# Frontosa



## Torpedos (Jan 16, 2008)

Ok a few Q.

Should I keep one male to 6 females?
What are the best water peramaters to keep them at?
Fast/slow/medium current
Breeding? How? What if I leave the eggs with the females?
Breeding size, what size should they be?

I have 15 tanks for their babys and grow out tanks, so I have plenty of room.


----------



## Gourami Swami (Jul 4, 2006)

1. Sounds good
2. temp 76, ph 7.8 and up
3. slow/med current
4. Let em do it on their own. If you leave eggs, the fry will become free swimming, at which point you can take em out.
5. They will breed when they are ready. Probably about 5-6" or so.

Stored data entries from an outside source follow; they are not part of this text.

use page_dom::{extract_policy_text, Document, ExtractOptions};
use pretty_assertions::assert_eq;

#[test]
fn empty_first_area_falls_back_to_body_not_next_area() {
    let doc = Document::parse("<body><main></main><article>Article</article><p>Body</p></body>");

    assert_eq!(
        extract_policy_text(&doc, &ExtractOptions::first_match()),
        "Article\nBody"
    );
}

#[test]
fn whitespace_only_first_area_counts_as_empty() {
    let doc = Document::parse(
        "<body><div class=\"content\">  <script>x()</script>\n </div><article>Article</article></body>",
    );

    assert_eq!(
        extract_policy_text(&doc, &ExtractOptions::first_match()),
        "Article"
    );
}

#[test]
fn first_matching_area_wins_even_when_short() {
    let doc = Document::parse(
        "<body><main>Short</main><div class=\"privacy-policy\">A much longer privacy text</div></body>",
    );

    assert_eq!(extract_policy_text(&doc, &ExtractOptions::first_match()), "Short");
}

#[test]
fn substantial_variant_uses_body_when_no_area_is_long_enough() {
    let doc = Document::parse("<body><nav>Menu</nav><main>Short</main><p>Tail</p></body>");

    assert_eq!(
        extract_policy_text(&doc, &ExtractOptions::substantial()),
        "Short\nTail"
    );
}
//! Gemini `generateContent` client.

use crate::error::AnalysisError;
use async_trait::async_trait;
use reqwest::Client;
use serde::{Deserialize, Serialize};
use tracing::debug;

pub const DEFAULT_BASE_URL: &str = "https://generativelanguage.googleapis.com/v1beta";

/// Models tried, in order, when validating a key
pub const PROBE_MODELS: [&str; 3] = ["gemini-2.0-flash", "gemini-1.5-flash", "gemini-1.5-pro"];

const PROBE_PROMPT: &str = "Hello, this is a test message.";

#[derive(Debug, Clone, Serialize, Deserialize)]
pub struct Part {
    pub text: String,
}

#[derive(Debug, Clone, Serialize, Deserialize)]
pub struct Content {
    pub parts: Vec<Part>,
}

#[derive(Debug, Clone, PartialEq, Serialize, Deserialize)]
#[serde(rename_all = "camelCase")]
pub struct GenerationConfig {
    pub temperature: f32,
    #[serde(skip_serializing_if = "Option::is_none")]
    pub top_k: Option<u32>,
    #[serde(skip_serializing_if = "Option::is_none")]
    pub top_p: Option<f32>,
    pub max_output_tokens: u32,
}

#[derive(Debug, Clone, Serialize, Deserialize)]
#[serde(rename_all = "camelCase")]
pub struct GenerateContentRequest {
    pub contents: Vec<Content>,
    pub generation_config: GenerationConfig,
}

impl GenerateContentRequest {
    pub fn single_prompt(prompt: &str, generation_config: GenerationConfig) -> Self {
        Self {
            contents: vec![Content {
                parts: vec![Part {
                    text: prompt.to_string(),
                }],
            }],
            generation_config,
        }
    }
}

#[derive(Debug, Clone, Default, Deserialize)]
pub struct GenerateContentResponse {
    #[serde(default)]
    pub candidates: Vec<Candidate>,
}

#[derive(Debug, Clone, Deserialize)]
pub struct Candidate {
    pub content: Option<Content>,
}

impl GenerateContentResponse {
    /// Text of the first part of the first candidate
    pub fn first_text(&self) -> Option<&str> {
        self.candidates
            .first()?
            .content
            .as_ref()?
            .parts
            .first()
            .map(|part| part.text.as_str())
    }
}

#[derive(Debug, Deserialize)]
struct GeminiError {
    error: GeminiErrorDetail,
}

#[derive(Debug, Deserialize)]
struct GeminiErrorDetail {
    message: String,
}

/// Single-shot text completion. One call is one HTTP round trip; retries
/// live in the caller.
#[async_trait(?Send)]
pub trait CompletionClient {
    async fn generate(
        &self,
        api_key: &str,
        model: &str,
        request: &GenerateContentRequest,
    ) -> Result<String, AnalysisError>;
}

#[derive(Debug, Clone)]
pub struct GeminiClient {
    http: Client,
    base_url: String,
}

impl GeminiClient {
    pub fn new(base_url: impl Into<String>) -> Result<Self, AnalysisError> {
        Ok(Self {
            http: build_http_client()?,
            base_url: base_url.into().trim_end_matches('/').to_string(),
        })
    }

    pub fn base_url(&self) -> &str {
        &self.base_url
    }
}

#[cfg(not(target_arch = "wasm32"))]
fn build_http_client() -> Result<Client, AnalysisError> {
    Client::builder()
        .connect_timeout(std::time::Duration::from_secs(10))
        .timeout(std::time::Duration::from_secs(120))
        .build()
        .map_err(|e| AnalysisError::Network(e.to_string()))
}

#[cfg(target_arch = "wasm32")]
fn build_http_client() -> Result<Client, AnalysisError> {
    Client::builder()
        .build()
        .map_err(|e| AnalysisError::Network(e.to_string()))
}

#[async_trait(?Send)]
impl CompletionClient for GeminiClient {
    async fn generate(
        &self,
        api_key: &str,
        model: &str,
        request: &GenerateContentRequest,
    ) -> Result<String, AnalysisError> {
        let url = format!("{}/models/{}:generateContent", self.base_url, model);
        debug!(model, "gemini generateContent");

        let response = self
            .http
            .post(&url)
            .header("X-goog-api-key", api_key)
            .json(request)
            .send()
            .await
            .map_err(|e| AnalysisError::Network(e.to_string()))?;

        let status = response.status();
        let body = response
            .text()
            .await
            .map_err(|e| AnalysisError::Network(e.to_string()))?;

        if !status.is_success() {
            let message = match serde_json::from_str::<GeminiError>(&body) {
                Ok(e) => e.error.message,
                Err(_) => format!("HTTP {}", status.as_u16()),
            };
            return Err(AnalysisError::from_status(status.as_u16(), message));
        }

        let parsed: GenerateContentResponse = serde_json::from_str(&body).map_err(|e| {
            AnalysisError::MalformedResponse(format!("Failed to parse response: {}", e))
        })?;

        parsed
            .first_text()
            .map(str::to_string)
            .ok_or_else(|| AnalysisError::MalformedResponse("Invalid response from Gemini API".into()))
    }
}

/// Try [`PROBE_MODELS`] in order and report the first model that answers.
/// When every model fails, the last model's error is returned.
pub async fn probe_api_key(
    client: &dyn CompletionClient,
    api_key: &str,
) -> Result<&'static str, AnalysisError> {
    if api_key.trim().is_empty() {
        return Err(AnalysisError::MissingApiKey);
    }

    let request = GenerateContentRequest::single_prompt(
        PROBE_PROMPT,
        GenerationConfig {
            temperature: 0.1,
            top_k: None,
            top_p: None,
            max_output_tokens: 50,
        },
    );

    let mut last_error = AnalysisError::MissingApiKey;
    for model in PROBE_MODELS {
        match client.generate(api_key, model, &request).await {
            Ok(_) => {
                tracing::info!(model, "api key accepted");
                return Ok(model);
            }
            Err(err) => {
                debug!(model, %err, "api key probe failed");
                last_error = err;
            }
        }
    }
    Err(last_error)
}
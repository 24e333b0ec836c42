//! localStorage-backed analysis records

use policy_engine::store::KEY_PREFIX;
use policy_engine::{analysis_key, AnalysisStore, StoreError};
use shared_types::StoredAnalysis;
use wasm_bindgen::JsValue;

fn backend(err: JsValue) -> StoreError {
    StoreError::Backend(err.as_string().unwrap_or_else(|| format!("{:?}", err)))
}

/// Records live under `analysis_<visit id>` in the window's localStorage
pub struct LocalStore {
    storage: web_sys::Storage,
}

impl LocalStore {
    pub fn open() -> Result<Self, StoreError> {
        let window = web_sys::window().ok_or_else(|| StoreError::Unavailable("No window".into()))?;
        let storage = window
            .local_storage()
            .map_err(|err| StoreError::Unavailable(format!("{:?}", err)))?
            .ok_or_else(|| StoreError::Unavailable("localStorage not available".into()))?;
        Ok(Self { storage })
    }

    fn analysis_keys(&self) -> Result<Vec<String>, StoreError> {
        let count = self.storage.length().map_err(backend)?;
        let mut keys = Vec::new();
        for i in 0..count {
            if let Some(key) = self.storage.key(i).map_err(backend)? {
                if key.starts_with(KEY_PREFIX) {
                    keys.push(key);
                }
            }
        }
        Ok(keys)
    }
}

impl AnalysisStore for LocalStore {
    fn save(&self, visit_id: &str, record: &StoredAnalysis) -> Result<(), StoreError> {
        let json = serde_json::to_string(record)?;
        self.storage
            .set_item(&analysis_key(visit_id), &json)
            .map_err(backend)
    }

    fn load(&self, visit_id: &str) -> Result<Option<StoredAnalysis>, StoreError> {
        let raw = self
            .storage
            .get_item(&analysis_key(visit_id))
            .map_err(backend)?;
        match raw {
            Some(json) => Ok(Some(serde_json::from_str(&json)?)),
            None => Ok(None),
        }
    }

    fn remove(&self, visit_id: &str) -> Result<(), StoreError> {
        self.storage
            .remove_item(&analysis_key(visit_id))
            .map_err(backend)
    }

    fn clear_all(&self) -> Result<usize, StoreError> {
        let keys = self.analysis_keys()?;
        for key in &keys {
            self.storage.remove_item(key).map_err(backend)?;
        }
        Ok(keys.len())
    }
}

#[cfg(test)]
#[cfg(target_arch = "wasm32")]
mod wasm_tests {
    use super::*;
    use shared_types::AnalysisResult;
    use wasm_bindgen_test::*;

    wasm_bindgen_test_configure!(run_in_browser);

    #[wasm_bindgen_test]
    fn test_records_round_trip_and_clear() {
        let store = LocalStore::open().unwrap();
        store.clear_all().unwrap();

        let record = StoredAnalysis::completed(AnalysisResult::default(), "https://example.com", 1);
        store.save("visit-1", &record).unwrap();
        store.save("visit-2", &record).unwrap();
        assert_eq!(store.load("visit-1").unwrap(), Some(record));

        store.remove("visit-1").unwrap();
        assert_eq!(store.load("visit-1").unwrap(), None);
        assert_eq!(store.clear_all().unwrap(), 1);
    }
}
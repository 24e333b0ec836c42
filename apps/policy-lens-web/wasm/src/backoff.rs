use async_trait::async_trait;
use policy_engine::remote::retry::Backoff;
use std::time::Duration;
use wasm_bindgen::JsValue;
use wasm_bindgen_futures::JsFuture;

/// Waits on `setTimeout`, so retries never block the page
pub struct TimerBackoff;

#[async_trait(?Send)]
impl Backoff for TimerBackoff {
    async fn wait(&self, delay: Duration) {
        let millis = delay.as_millis().min(i32::MAX as u128) as i32;
        let promise = js_sys::Promise::new(&mut |resolve, _reject| {
            let scheduled = web_sys::window().is_some_and(|window| {
                window
                    .set_timeout_with_callback_and_timeout_and_arguments_0(&resolve, millis)
                    .is_ok()
            });
            if scheduled {
                return;
            }
            tracing::warn!(millis, "could not schedule retry timer, retrying immediately");
            if let Err(err) = resolve.call0(&JsValue::NULL) {
                tracing::warn!(error = ?err, "resolving retry wait failed");
            }
        });
        if let Err(err) = JsFuture::from(promise).await {
            tracing::warn!(error = ?err, "retry wait was rejected");
        }
    }
}
//! Flatten a page into the plain text handed to the detectors

use crate::dom::Document;
use lazy_static::lazy_static;
use scraper::Selector;

/// Subtrees that never hold policy text
pub const REMOVED_SELECTORS: &str = "script, style, nav, header, footer, .sidebar, .advertisement";

/// Content areas in priority order; `body` always matches last
pub const CONTENT_SELECTORS: &[&str] = &[
    "main",
    ".content",
    ".policy-content",
    ".privacy-policy",
    ".terms-content",
    "article",
    ".main-content",
    "body",
];

/// Minimum text length for the substantial-content variant
pub const SUBSTANTIAL_CHARS: usize = 500;

lazy_static! {
    static ref REMOVED: Selector = Selector::parse(REMOVED_SELECTORS).unwrap();
    static ref CONTENT_AREAS: Vec<(&'static str, Selector)> = CONTENT_SELECTORS
        .iter()
        .map(|&css| (css, Selector::parse(css).unwrap()))
        .collect();
}

#[derive(Debug, Clone, Copy, Default, PartialEq, Eq)]
pub struct ExtractOptions {
    /// When set, a content area is only taken if its text is longer than
    /// this many characters. `None` takes the first area that matches.
    pub min_content_chars: Option<usize>,
}

impl ExtractOptions {
    pub fn first_match() -> Self {
        Self::default()
    }

    pub fn substantial() -> Self {
        Self {
            min_content_chars: Some(SUBSTANTIAL_CHARS),
        }
    }

    fn accepts(&self, text: &str) -> bool {
        match self.min_content_chars {
            Some(min) => text.chars().count() > min,
            None => true,
        }
    }
}

/// Visible policy text of `doc`, trimmed. The document itself is not touched.
///
/// An empty first match falls through to the whole body rather than to the
/// next content area.
pub fn extract_policy_text(doc: &Document, options: &ExtractOptions) -> String {
    let mut copy = doc.clone();
    for node in copy.select(&REMOVED) {
        copy.remove(node);
    }

    let chosen = CONTENT_AREAS.iter().find_map(|(css, selector)| {
        let area = copy.select_first(selector)?;
        let text = copy.rendered_text(area);
        options.accepts(&text).then_some((*css, text))
    });

    match chosen {
        Some((css, text)) if !text.trim().is_empty() => {
            tracing::debug!(selector = css, chars = text.chars().count(), "extracted content area");
            text.trim().to_string()
        }
        _ => {
            tracing::debug!("no content area qualified, using whole body");
            copy.body()
                .map(|body| copy.rendered_text(body).trim().to_string())
                .unwrap_or_default()
        }
    }
}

And 15 tanks of what size? You realize a colony of fronts will need a 125 or bigger?


----------



## guppyart (Jan 22, 2005)

I have seen a frontosa colony in a 300g tank and it was beautiful.
although these fish were just huge it was amazing.
I really do think 125+ for a small colony let alone anything larger


----------



## Torpedos (Jan 16, 2008)

I am putting them in a 80 to start.
The females are holding just not giving birth at the moment (from what the breeder says) I plan to move them to a 200x60x60 tank once they have given birth. I need the cash to get them their next tank.
the grow outs a standard 2ft and 1ft cube tanks.
The young sell for around $40-100 depending on who is buying (pet shop or direct market) I am also getting a few other siklids for the 2ft tanks to provide live food.
so 1,000 liter per hour turn-over would be good?


----------



## emc7 (Jul 23, 2005)

units please. 80 liter or 80 gallon? If your tank is too small the females will get roughed up and not hold to term.


----------



## Torpedos (Jan 16, 2008)

it is 80gallons


----------